The fat feline: a weighty issue (Proceedings)

Nov 01, 2010

The fat feline is a problem all practitioners face. Clients often believe that a fat cat is a healthy and happy cat. They are more likely to bring the cat in for an exam due to poor appetite rather than overeating and obesity concerns. The focus of this lecture will be to discuss integrating weight management into your medical care program. The goal is to control the eating habits, diet and exercise of the cat before obesity develops (good habits, good health) and to regain control once a weight problem has developed.

     • Obesity is the accumulation of an excessive quantity of body fat. Typically, these cats weigh 20% above ideal body weight.
     • Overweight cats are 10% above ideal body weight.

An estimated 45% of all pets in the United States are overweight or obese.

An estimated 25% of all US pets are obese.

Start early.

The client relies on you to make diet recommendations based on what that kitten or cat needs. Start at a young age. Promote the diets you endorse and recommend a specific amount of food based on that cat's caloric needs. As those needs change, reevaluate the diet. Make sure you get a dietary history at each visit.

If you don't make a specific recommendation based on what you believe this cat needs, the client will make their decision based on:

     • Marketing & advertising (TV, print ads)
     • What their friend recommends
     • What is easily available at the store
     • The internet
     • Other less than reliable sources

Also discuss feeding methods:

     • Free choice: food is available to the pet at all times.
     • Time-limited feeding: Food is available to the pet for a limited time.
     • Meal feeding: A measured amount of food is available to the pet at specific meal times each day.

Don't lose track of the kitten after it is spayed or neutered. This time period is a critical growth period and is often overlooked. Many pets start developing a tendency towards obesity at this point.

Encourage weigh-ins.

Make it easy for the client to stop in with the cat and get the weight checked. Make sure this weight is recorded in the patient's chart so it can be accurately followed. Use your computer recall system to flag records of patients that have not been in recently (at least yearly if not every 6 months). Call and check on the patient. Encourage a visit – at least a weight check.

Use a body condition scoring system and record body circumference measurements at each physical examination.
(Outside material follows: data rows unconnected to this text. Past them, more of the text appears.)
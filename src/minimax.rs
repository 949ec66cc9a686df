//! Depth-limited minimax in negamax form.
//!
//! Sign convention: every call returns the value of `board` to `player`. The
//! value of a child board to `player` is the negation of the child search for
//! the opponent.

use crate::board::{Board, Player, Square};
use crate::eval::{Evaluator, final_value};
use crate::rules::{any_legal_move, legal_moves, successor};

/// Find the best move for `player`, looking `depth` plies ahead.
///
/// Returns `(value, move)`, where `value` is the score `player` is guaranteed
/// at the horizon if the move is made. The move is `None` at the horizon, when
/// `player` must pass, and when the game is over.
///
/// Ties go to the earliest move in board order.
pub fn minimax(board: &Board, player: Player, depth: u32, evaluate: Evaluator) -> (i32, Option<Square>) {
    if depth == 0 {
        return (evaluate(board, player), None);
    }

    let opp = player.opponent();
    let moves = legal_moves(board, player);

    if moves.is_empty() {
        if !any_legal_move(board, opp) {
            return (final_value(board, player), None);
        }
        // Forced pass: same board, opponent to move, negated back to us.
        let (value, _) = minimax(board, opp, depth - 1, evaluate);
        return (-value, None);
    }

    let mut best: Option<(i32, Square)> = None;
    for mv in moves {
        let child = successor(board, mv, player);
        // Child value is from the opponent's side; negate to ours.
        let value = -minimax(&child, opp, depth - 1, evaluate).0;
        if best.is_none_or(|(best_value, _)| value > best_value) {
            best = Some((value, mv));
        }
    }

    match best {
        Some((value, mv)) => (value, Some(mv)),
        None => (evaluate(board, player), None),
    }
}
Body condition scores make you commit to a number for that pet's condition based on their weight and overall appearance. The Purina system (1-9) allows for more flexibility with its wider range of numbers. The body scoring system is a well-defined program that promotes continuity among all the doctors in the practice. It is also be a good idea to record body circumference measurements (axilla, ribs, flank) as you may see changes in these areas before any changes in the body weight or body condition score.
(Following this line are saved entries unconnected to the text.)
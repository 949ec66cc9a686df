//! Search configuration parameters.

use anyhow::{Result, bail};

use crate::constants::{DEFAULT_DEPTH, DEFAULT_PLAYOUTS};

/// Parameters shared by the strategies.
#[derive(Debug, Clone, PartialEq, Eq)]
pub struct SearchConfig {
    /// Lookahead in plies for minimax and alpha-beta.
    pub depth: u32,

    /// Playouts per candidate (flat Monte Carlo) or per decision (tree
    /// Monte Carlo).
    pub playouts: usize,

    /// Seed for the random strategies. `None` seeds from the system.
    pub seed: Option<u64>,
}

impl Default for SearchConfig {
    fn default() -> Self {
        Self {
            depth: DEFAULT_DEPTH,
            playouts: DEFAULT_PLAYOUTS,
            seed: None,
        }
    }
}

impl SearchConfig {
    /// Create a fast, reproducible config for testing.
    pub fn for_testing() -> Self {
        Self {
            depth: 2,
            playouts: 4,
            seed: Some(1),
        }
    }

    /// Reject parameters that would make a strategy return without searching.
    pub fn validate(&self) -> Result<()> {
        if self.depth == 0 {
            bail!("search depth must be at least 1");
        }
        if self.playouts == 0 {
            bail!("playout count must be at least 1");
        }
        Ok(())
    }
}

#[cfg(test)]
mod tests {
    use super::*;

    #[test]
    fn test_defaults_are_valid() {
        assert!(SearchConfig::default().validate().is_ok());
        assert!(SearchConfig::for_testing().validate().is_ok());
    }

    #[test]
    fn test_validate_rejects_zero() {
        let config = SearchConfig {
            depth: 0,
            ..SearchConfig::default()
        };
        assert!(config.validate().is_err());

        let config = SearchConfig {
            playouts: 0,
            ..SearchConfig::default()
        };
        let err = config.validate().unwrap_err();
        assert!(err.to_string().contains("playout"));
    }
}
Discuss the patient's activity level at each visit.

Become familiar with the pet's daily routine. Recommend ways to encourage activity, especially as pets get older. Sedentary pets are at higher risk of obesity. Be sure to address any pain/arthritis issues that might be limiting the pet's normal activity. Develop as exercise program for the cat. This may be as simple as placing the cat's food in high and low places around the house, making the cat hunt for the food and move around.

Educate the client about the risks of obesity.
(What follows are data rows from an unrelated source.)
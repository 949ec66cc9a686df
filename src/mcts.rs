//! Monte Carlo move selection backed by a table of per-board statistics.
//!
//! Two disciplines share the [`MonteCarlo`] engine:
//!
//! - **Flat**: for every candidate move, run a batch of random playouts from
//!   the resulting board and pick the candidate with the best win rate. The
//!   table keeps growing across decisions.
//! - **Tree**: run guided playouts that always follow the most promising
//!   child (never-seen boards first), updating the table as they unwind. The
//!   table is cleared at the start of every decision.
//!
//! Flat entries hold results for the player who moved *into* the keyed board.
//! Tree entries hold results for the player to move *on* the keyed board.
//! The engine is single-threaded; concurrent decisions need separate engines.

use std::cmp::Ordering;
use std::collections::HashMap;

use tracing::debug;

use crate::board::{Board, Player, Square, square_name};
use crate::config::SearchConfig;
use crate::constants::LOOKUP_JITTER;
use crate::playout::random_playout;
use crate::rules::{any_legal_move, legal_moves, score, successor};

/// Win/loss record for one board.
#[derive(Debug, Clone, Copy, PartialEq)]
pub struct BoardStats {
    pub wins: u32,
    pub losses: u32,
    /// Estimated win rate, `wins / (wins + losses)`.
    pub value: f64,
}

impl Default for BoardStats {
    fn default() -> Self {
        Self {
            wins: 0,
            losses: 0,
            value: f64::INFINITY,
        }
    }
}

impl BoardStats {
    /// Number of playouts recorded.
    #[inline]
    pub fn visits(&self) -> u32 {
        self.wins + self.losses
    }

    /// Record one playout result. Positive is a win; draws count as losses.
    pub fn record(&mut self, result: i32) {
        if result > 0 {
            self.wins += 1;
        } else {
            self.losses += 1;
        }
        self.value = self.wins as f64 / self.visits() as f64;
    }
}

/// Statistics keyed by [`Board::key`].
#[derive(Debug, Clone, Default)]
pub struct ScoreTable {
    entries: HashMap<String, BoardStats>,
}

impl ScoreTable {
    pub fn new() -> Self {
        Self::default()
    }

    pub fn get(&self, board: &Board) -> Option<&BoardStats> {
        self.entries.get(&board.key())
    }

    /// Record one playout result for `board`, creating the entry if needed.
    pub fn record(&mut self, board: &Board, result: i32) -> BoardStats {
        let stats = self.entries.entry(board.key()).or_default();
        stats.record(result);
        *stats
    }

    pub fn len(&self) -> usize {
        self.entries.len()
    }

    pub fn is_empty(&self) -> bool {
        self.entries.is_empty()
    }

    pub fn clear(&mut self) {
        self.entries.clear();
    }
}

/// Which playout discipline a [`MonteCarlo`] engine uses for its decisions.
#[derive(Debug, Clone, Copy, PartialEq, Eq)]
pub enum Discipline {
    /// Random playouts per candidate; the table persists across decisions.
    Flat,
    /// Table-guided playouts; the table is reset per decision.
    Tree,
}

/// Monte Carlo engine owning its statistics table and random source.
pub struct MonteCarlo {
    discipline: Discipline,
    playouts: usize,
    table: ScoreTable,
    rng: fastrand::Rng,
}

impl MonteCarlo {
    /// Create an engine running `playouts` playouts per decision (per
    /// candidate move for [`Discipline::Flat`]).
    pub fn new(discipline: Discipline, playouts: usize) -> Self {
        Self::with_rng(discipline, playouts, fastrand::Rng::new())
    }

    pub fn with_rng(discipline: Discipline, playouts: usize, rng: fastrand::Rng) -> Self {
        Self {
            discipline,
            playouts,
            table: ScoreTable::new(),
            rng,
        }
    }

    /// Build an engine from a search configuration, seeding it if requested.
    pub fn from_config(discipline: Discipline, config: &SearchConfig) -> Self {
        let rng = match config.seed {
            Some(seed) => fastrand::Rng::with_seed(seed),
            None => fastrand::Rng::new(),
        };
        Self::with_rng(discipline, config.playouts, rng)
    }

    pub fn discipline(&self) -> Discipline {
        self.discipline
    }

    pub fn table(&self) -> &ScoreTable {
        &self.table
    }

    /// Forget every recorded statistic.
    pub fn reset(&mut self) {
        self.table.clear();
    }

    /// Choose a move for `player` using this engine's discipline.
    pub fn decide(&mut self, board: &Board, player: Player) -> Option<Square> {
        match self.discipline {
            Discipline::Flat => self.flat_decision(board, player),
            Discipline::Tree => self.tree_decision(board, player),
        }
    }

    // =========================================================================
    // Flat discipline
    // =========================================================================

    /// Run `num` random playouts from `board`, the position right after
    /// `mover` played, and add them to the table entry for `board`.
    ///
    /// Returns the accumulated statistics.
    pub fn random_score(&mut self, board: &Board, mover: Player, num: usize) -> BoardStats {
        let mut stats = self.table.get(board).copied().unwrap_or_default();
        for _ in 0..num {
            // The opponent moves next; negate back to the mover.
            let result = -random_playout(board, mover.opponent(), &mut self.rng);
            stats.record(result);
        }
        self.table.entries.insert(board.key(), stats);
        stats
    }

    /// Pick the candidate whose random playouts win most often.
    ///
    /// Ties go to the candidate with more wins, then more visits, then the
    /// later square in board order. Returns `None` when `player` has no legal
    /// move.
    pub fn flat_decision(&mut self, board: &Board, player: Player) -> Option<Square> {
        let mut best: Option<(BoardStats, Square)> = None;

        for mv in legal_moves(board, player) {
            let child = successor(board, mv, player);
            let stats = self.random_score(&child, player, self.playouts);
            debug!(
                square = %square_name(mv),
                win_rate = stats.value,
                wins = stats.wins,
                visits = stats.visits(),
                "flat candidate"
            );
            // Moves arrive in board order, so a full tie replaces the leader.
            let rank = (stats.value, stats.wins, stats.visits());
            let better = best.is_none_or(|(top, _)| {
                rank.partial_cmp(&(top.value, top.wins, top.visits())) != Some(Ordering::Less)
            });
            if better {
                best = Some((stats, mv));
            }
        }

        best.map(|(_, mv)| mv)
    }

    // =========================================================================
    // Tree discipline
    // =========================================================================

    /// Selection score for a board: unseen boards rank above everything, seen
    /// boards rank by win rate plus a small jitter and a bonus that shrinks
    /// with the number of visits.
    pub fn lookup_score(&mut self, board: &Board) -> f64 {
        match self.table.get(board) {
            Some(stats) if stats.visits() > 0 => {
                let jitter = self.rng.f64() * LOOKUP_JITTER;
                stats.value + jitter + 1.0 / (stats.visits() as f64).sqrt()
            }
            _ => f64::INFINITY,
        }
    }

    /// The child of `board` with the best [`lookup_score`](Self::lookup_score).
    ///
    /// Ties go to board order.
    fn most_promising(&mut self, board: &Board, player: Player, moves: &[Square]) -> Option<(Square, Board)> {
        let mut best: Option<(f64, Square, Board)> = None;
        for &mv in moves {
            let child = successor(board, mv, player);
            let urgency = self.lookup_score(&child);
            if best.as_ref().is_none_or(|(top, _, _)| urgency > *top) {
                best = Some((urgency, mv, child));
            }
        }
        best.map(|(_, mv, child)| (mv, child))
    }

    /// One guided playout from `board` with `player` to move.
    ///
    /// Returns the final piece difference from `player`'s point of view and
    /// records it on `board` itself. Each call updates only its own board;
    /// ancestors are updated by their own calls as the recursion unwinds.
    pub fn tree_playout(&mut self, board: &Board, player: Player) -> i32 {
        let opp = player.opponent();
        let moves = legal_moves(board, player);

        let result = match self.most_promising(board, player, &moves) {
            Some((_, child)) => -self.tree_playout(&child, opp),
            // Forced pass.
            None if any_legal_move(board, opp) => -self.tree_playout(board, opp),
            None => score(board, player),
        };
        self.table.record(board, result);
        result
    }

    /// Clear the table, run the configured number of guided playouts, then
    /// return the move whose resulting board looks best.
    pub fn tree_decision(&mut self, board: &Board, player: Player) -> Option<Square> {
        self.reset();
        for _ in 0..self.playouts {
            self.tree_playout(board, player);
        }

        let moves = legal_moves(board, player);
        for &mv in &moves {
            let child = successor(board, mv, player);
            let stats = self.table.get(&child).copied().unwrap_or_default();
            debug!(
                square = %square_name(mv),
                win_rate = stats.value,
                wins = stats.wins,
                visits = stats.visits(),
                "tree candidate"
            );
        }
        self.most_promising(board, player, &moves).map(|(mv, _)| mv)
    }
}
Clients continue to believe that cats should be fat and happy. This "fat and happy" does not equal healthy, and a little education goes a long way. Help the clients learn about the health problems caused or exacerbated by obesity, as well as effects on quality of life (arthritis issues, energy level, etc). Clients are used to hearing about body weight as it related to their health – make it real regarding their own pets.